April is Fair Housing Month.
It commemorates the passage of the Fair Housing Act in 1968 barring housing discrimination based on race, color, national origin, religion and other protected classes.
There certainly has been progress made when it comes to housing discrimination since the law was approved more than 50 years ago.
But there is still progress to be made and problems with housing here on the Eastern Shore and across the region. There are unfortunately landlords and property managers who still discriminate against prospective and existing tenants because of the color of their skin, ancestry, religious faith or other protected traits.
In some communities, some property owners avoid advertising rental properties. Sometimes those stealth listings aim to skirt fair housing anti-discrimination laws. It happens on the Shore and in other communities.
When housing discrimination arises (including discriminatory mistreatment and harassment of existing tenants), it needs to be more aggressively investigated and prosecuted.
There is no excuse for mistreating our neighbors.
It is also illegal.
Landlords and property managers who allow or facilitate the mistreatment of tenants by other tenants based on their race, religion or ethnicity can also run into legal troubles.
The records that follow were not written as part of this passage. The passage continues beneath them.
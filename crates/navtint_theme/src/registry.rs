//! Route and named-section overrides
//!
//! Overrides win over raw color sampling. Route-level forces are checked
//! first, then named regions in their configured order. Regions are found by
//! id/class fragment, never by fixed geometry, because their rendered
//! position moves whenever content reflows.

use navtint_core::Rect;
use navtint_layout::RenderHost;
use smallvec::SmallVec;

use crate::config::OverlayConfig;
use crate::theme::{ForcedTheme, Theme};

/// A named region that forces a theme while the overlay overlaps it
#[derive(Clone, Debug, PartialEq)]
pub struct RegionRule {
    pub id: String,
    pub matchers: SmallVec<[String; 2]>,
    pub forced: ForcedTheme,
}

impl RegionRule {
    pub fn new(id: impl Into<String>, forced: impl Into<ForcedTheme>) -> Self {
        Self {
            id: id.into(),
            matchers: SmallVec::new(),
            forced: forced.into(),
        }
    }

    pub fn with_matcher(mut self, matcher: impl Into<String>) -> Self {
        self.matchers.push(matcher.into());
        self
    }

    /// True when any node identified by a matcher currently overlaps the
    /// overlay (grown by `padding`). A region missing from the page never
    /// matches.
    pub fn bounds_test<H: RenderHost>(&self, host: &H, overlay: Rect, padding: f32) -> bool {
        let reach = overlay.expand(padding);
        self.matchers
            .iter()
            .filter_map(|matcher| host.find_by_fragment(matcher))
            .filter_map(|node| host.bounds(node))
            .any(|bounds| reach.intersects(&bounds))
    }
}

/// Ordered override table
#[derive(Clone, Debug, Default)]
pub struct SectionRegistry {
    always_dark_routes: Vec<String>,
    rules: Vec<RegionRule>,
    padding: f32,
}

impl SectionRegistry {
    pub fn new(padding: f32) -> Self {
        Self {
            padding,
            ..Self::default()
        }
    }

    /// Build the table from configuration, preserving region order
    pub fn from_config(config: &OverlayConfig) -> Self {
        let mut registry = Self::new(config.region_padding);
        for route in &config.always_dark_routes {
            registry = registry.with_dark_route(route);
        }
        for region in &config.regions {
            let rule = region
                .effective_matchers()
                .into_iter()
                .fold(RegionRule::new(region.id.clone(), region.theme), |rule, m| {
                    rule.with_matcher(m)
                });
            registry = registry.with_rule(rule);
        }
        registry
    }

    /// Append a rule at the lowest priority
    pub fn with_rule(mut self, rule: RegionRule) -> Self {
        self.rules.push(rule);
        self
    }

    /// Mark a route as dark at every scroll offset
    pub fn with_dark_route(mut self, route: &str) -> Self {
        self.always_dark_routes
            .push(normalize_route(route).to_string());
        self
    }

    pub fn rules(&self) -> &[RegionRule] {
        &self.rules
    }

    pub fn padding(&self) -> f32 {
        self.padding
    }

    pub fn is_always_dark(&self, route: &str) -> bool {
        let route = normalize_route(route);
        self.always_dark_routes.iter().any(|r| r == route)
    }

    /// Route-level force, if any
    pub fn route_override(&self, route: &str) -> Option<Theme> {
        self.is_always_dark(route).then_some(Theme::Dark)
    }

    /// First rule, in priority order, whose region overlaps the overlay
    pub fn matching_rule<H: RenderHost>(&self, host: &H, overlay: Rect) -> Option<&RegionRule> {
        self.rules
            .iter()
            .find(|rule| rule.bounds_test(host, overlay, self.padding))
    }

    /// Resolve the forced theme for the overlay's current position:
    /// route force, then the first overlapping region, then nothing.
    pub fn resolve<H: RenderHost>(&self, host: &H, route: &str, overlay: Rect) -> Option<Theme> {
        self.route_override(route).or_else(|| {
            self.matching_rule(host, overlay)
                .and_then(|rule| rule.forced.theme())
        })
    }
}

/// Strip query/fragment and trailing slashes; the empty path is `/`
pub fn normalize_route(route: &str) -> &str {
    let path = route
        .split(['?', '#'])
        .next()
        .unwrap_or_default()
        .trim_end_matches('/');
    if path.is_empty() {
        "/"
    } else {
        path
    }
}

#[cfg(test)]
mod tests {
    use super::*;
    use navtint_core::Size;
    use navtint_layout::{RenderNode, RenderTree};

    const OVERLAY: Rect = Rect::new(0.0, 0.0, 1280.0, 64.0);

    fn page() -> RenderTree {
        let mut tree = RenderTree::new(Size::new(1280.0, 800.0));
        let root = tree.root();
        tree.insert_child(
            root,
            RenderNode::new()
                .with_id("pricing")
                .with_bounds(Rect::new(0.0, 0.0, 1280.0, 1000.0)),
        );
        tree.insert_child(
            root,
            RenderNode::new()
                .with_id("faq-section")
                .with_bounds(Rect::new(0.0, 1000.0, 1280.0, 1000.0)),
        );
        tree
    }

    fn registry() -> SectionRegistry {
        SectionRegistry::new(8.0)
            .with_dark_route("/launch/")
            .with_rule(RegionRule::new("pricing", Theme::Light).with_matcher("pricing"))
            .with_rule(RegionRule::new("faq", Theme::Dark).with_matcher("faq"))
    }

    #[test]
    fn test_normalize_route() {
        assert_eq!(normalize_route(""), "/");
        assert_eq!(normalize_route("/"), "/");
        assert_eq!(normalize_route("/launch/"), "/launch");
        assert_eq!(normalize_route("/launch?ref=ad#top"), "/launch");
    }

    #[test]
    fn test_route_force_beats_regions() {
        let tree = page();
        let registry = registry();

        assert!(registry.is_always_dark("/launch"));
        assert_eq!(registry.resolve(&tree, "/launch", OVERLAY), Some(Theme::Dark));
        assert_eq!(registry.resolve(&tree, "/", OVERLAY), Some(Theme::Light));
    }

    #[test]
    fn test_first_matching_rule_wins() {
        let mut tree = page();
        let registry = registry();

        // Overlay straddles the pricing/faq boundary; pricing is listed first
        tree.scroll_to(0.0, 970.0);
        assert_eq!(
            registry.matching_rule(&tree, OVERLAY).map(|r| r.id.as_str()),
            Some("pricing")
        );

        tree.scroll_to(0.0, 1200.0);
        assert_eq!(registry.resolve(&tree, "/", OVERLAY), Some(Theme::Dark));
    }

    #[test]
    fn test_padding_tolerance() {
        let mut tree = page();
        let faq_only = SectionRegistry::new(8.0)
            .with_rule(RegionRule::new("faq", Theme::Light).with_matcher("faq"));

        // FAQ starts 4px below the overlay's bottom edge
        tree.scroll_to(0.0, 1000.0 - 68.0);
        assert_eq!(faq_only.resolve(&tree, "/", OVERLAY), Some(Theme::Light));

        // 20px below is out of reach
        tree.scroll_to(0.0, 1000.0 - 84.0);
        assert_eq!(faq_only.resolve(&tree, "/", OVERLAY), None);
    }

    #[test]
    fn test_missing_region_never_matches() {
        let tree = page();
        let registry = SectionRegistry::new(8.0)
            .with_rule(RegionRule::new("contact", Theme::Light).with_matcher("contact"));

        assert_eq!(registry.resolve(&tree, "/", OVERLAY), None);
    }

    #[test]
    fn test_unforced_region_shadows_later_rules() {
        let tree = page();
        let registry = SectionRegistry::new(0.0)
            .with_rule(RegionRule::new("pricing", ForcedTheme::None).with_matcher("pricing"))
            .with_rule(RegionRule::new("all", Theme::Dark).with_matcher("pricing"));

        assert_eq!(
            registry.matching_rule(&tree, OVERLAY).map(|r| r.id.as_str()),
            Some("pricing")
        );
        assert_eq!(registry.resolve(&tree, "/", OVERLAY), None);
    }

    #[test]
    fn test_from_config_keeps_order() {
        let registry = SectionRegistry::from_config(&OverlayConfig::default());
        let ids: Vec<_> = registry.rules().iter().map(|r| r.id.as_str()).collect();

        assert_eq!(ids, vec!["pricing", "faq", "contact"]);
        assert!(registry.is_always_dark("/launch/"));
        assert_eq!(registry.padding(), 8.0);
    }
}
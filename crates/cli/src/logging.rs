use tracing_subscriber::EnvFilter;
use tracing_subscriber::prelude::*;

/// Environment variable holding a plain level or a full filter spec.
pub const LOG_ENV: &str = "JAXGEN_LOG";

const CRATES: [&str; 2] = ["jaxgen_cli", "jaxgen_core"];

fn is_plain_level(s: &str) -> bool {
    matches!(
        s.to_ascii_lowercase().as_str(),
        "trace" | "debug" | "info" | "warn" | "error"
    )
}

/// Filter directives for a `JAXGEN_LOG` value. A plain level applies to the
/// jaxgen crates only; anything else is used as-is.
fn filter_spec(value: Option<&str>) -> String {
    match value {
        Some(level) if is_plain_level(level) => CRATES
            .iter()
            .map(|name| format!("{name}={level}"))
            .collect::<Vec<_>>()
            .join(","),
        Some(spec) => spec.to_string(),
        None => "jaxgen_cli=info,jaxgen_core=warn".to_string(),
    }
}

/// Install the stderr subscriber.
pub fn init_tracing() {
    let value = std::env::var(LOG_ENV).ok();
    let filter = filter_spec(value.as_deref());

    let fmt_layer = tracing_subscriber::fmt::layer()
        .with_writer(std::io::stderr)
        .with_target(true)
        .with_line_number(true)
        .with_file(true)
        .with_filter(EnvFilter::new(filter));

    if tracing_subscriber::registry()
        .with(fmt_layer)
        .try_init()
        .is_err()
    {
        eprintln!("Warning: tracing subscriber already initialized");
    }
}

#[cfg(test)]
mod tests {
    use super::*;

    #[test]
    fn test_filter_spec() {
        assert_eq!(filter_spec(None), "jaxgen_cli=info,jaxgen_core=warn");
        assert_eq!(
            filter_spec(Some("DEBUG")),
            "jaxgen_cli=DEBUG,jaxgen_core=DEBUG"
        );
        assert_eq!(
            filter_spec(Some("jaxgen_core=trace")),
            "jaxgen_core=trace"
        );
    }
}
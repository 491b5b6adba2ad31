//! The `jaxgen` executable.

use clap::Parser;
use jaxgen_cli::{Cli, init_tracing, run};

fn main() {
    let cli = Cli::parse();
    init_tracing();
    std::process::exit(run(cli));
}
But the housing challenges on the Shore go beyond better enforcing fair housing laws.
We need more “workforce housing” for those looking to move to the Shore for jobs. Our communities lack housing options not only for entry level and lower-paid workers who are key to our economy, but we also lack housing for middle class employees who want to work here on the Shore.
That includes teachers, health care workers and professional employees who simply cannot find affordable housing (especially rentals) on the Shore.
This is an issue our Shore needs to address quickly and responsibly. This is a challenge that needs the private sector working with community nonprofits.
Our communities also need to make sure our neighbors’ homes and apartments are safe.
The recent tragic fire in Cambridge — which killed a teenage girl, a 8-year-old girl and man — highlights concerns about safe and affordable housing across the peninsula and state.
The cause of the fire is still being determined, but the deadly blaze is a stark reminder of some of the housing situations some of our neighbors face.
We need our towns and counties to take code enforcements that relate to the health and safety of tenants more seriously. They need to allocate more resources to code enforcements that are about protecting the public.
Housing is a challenge on the Shore. We need to keep combatting discriminatory practices and find ways for more affordable and safe housing across our communities.